*Description of the task*
Your task is to copy the lines of the data below from the line holding "pub enum PutFailReason" through the line holding "impl fmt::Display for PutFailReason", inclusive, exactly and with nothing added.

*** Opening of Data records ***

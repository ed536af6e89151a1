use crate::keymaster::KeymasterError;
use std::{error::Error, fmt};

pub type ControllerResult<T> = Result<T, ControllerError>;

/// Why a FIFO insertion was refused.
#[derive(Debug, Copy, Clone, Eq, PartialEq)]
pub enum PutFailReason {
    /// The queue is at capacity (try variant only).
    Full,
    /// The queue was released and must be flushed before reuse.
    Released,
}

impl fmt::Display for PutFailReason {
    fn fmt(&self, f: &mut fmt::Formatter<'_>) -> fmt::Result {
        match self {
            PutFailReason::Full => write!(f, "queue is full"),
            PutFailReason::Released => write!(f, "queue was released"),
        }
    }
}

/// Failed FIFO insertion. Hands the rejected value back to the caller.
#[derive(Debug)]
pub struct PutError<T> {
    pub value: T,
    pub reason: PutFailReason,
}

impl<T> PutError<T> {
    pub fn full(value: T) -> Self {
        Self {
            value,
            reason: PutFailReason::Full,
        }
    }

    pub fn released(value: T) -> Self {
        Self {
            value,
            reason: PutFailReason::Released,
        }
    }

    pub fn into_value(self) -> T {
        self.value
    }

    pub fn is_full(&self) -> bool {
        self.reason == PutFailReason::Full
    }

    pub fn is_released(&self) -> bool {
        self.reason == PutFailReason::Released
    }
}

impl<T> fmt::Display for PutError<T> {
    fn fmt(&self, f: &mut fmt::Formatter<'_>) -> fmt::Result {
        write!(f, "{}", self.reason)
    }
}

impl<T: fmt::Debug> Error for PutError<T> {}

/// Errors surfaced by the [`Controller`](crate::control::Controller)
/// and its lifecycle operations.
#[derive(Debug)]
pub enum ControllerError {
    /// The configuration document is missing a required key or has the
    /// wrong shape. Fatal at startup.
    ConfigurationMalformed(String),
    /// A declared component type has no registered factory. Fatal at
    /// startup; nothing is constructed.
    UnknownComponentType(String),
    /// `set_system_mode` was given a mode absent from `connections`.
    UnknownMode(String),
    /// The operation is not legal in the current FSM state.
    InvalidState { event: String, state: String },
    /// Not every active component reached the expected state in time.
    QuorumTimeout {
        expected: String,
        pending: Vec<String>,
    },
    /// A component reported an error status instead of reaching the
    /// expected state.
    Component { name: String, status: String },
    /// Thread or synchronization primitive failure. Fatal.
    Resource(String),
    /// Underlying keymaster failure.
    Keymaster(KeymasterError),
}

impl fmt::Display for ControllerError {
    fn fmt(&self, f: &mut fmt::Formatter<'_>) -> fmt::Result {
        match self {
            Self::ConfigurationMalformed(msg) => write!(f, "configuration malformed: {msg}"),
            Self::UnknownComponentType(kind) => {
                write!(f, "no factory registered for component type '{kind}'")
            }
            Self::UnknownMode(mode) => write!(f, "unknown mode '{mode}'"),
            Self::InvalidState { event, state } => {
                write!(f, "'{event}' is not legal in state '{state}'")
            }
            Self::QuorumTimeout { expected, pending } => {
                write!(
                    f,
                    "timed out waiting for state '{expected}', pending: {}",
                    pending.join(", ")
                )
            }
            Self::Component { name, status } => {
                write!(f, "component '{name}' reported: {status}")
            }
            Self::Resource(msg) => write!(f, "resource failure: {msg}"),
            Self::Keymaster(err) => write!(f, "keymaster error: {err}"),
        }
    }
}

impl Error for ControllerError {
    fn source(&self) -> Option<&(dyn Error + 'static)> {
        match self {
            Self::Keymaster(err) => Some(err),
            _ => None,
        }
    }
}

impl From<KeymasterError> for ControllerError {
    fn from(err: KeymasterError) -> Self {
        ControllerError::Keymaster(err)
    }
}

*** Close of Data records ***

*Final answer*
pub enum PutFailReason {
    /// The queue is at capacity (try variant only).
    Full,
    /// The queue was released and must be flushed before reuse.
    Released,
}

impl fmt::Display for PutFailReason {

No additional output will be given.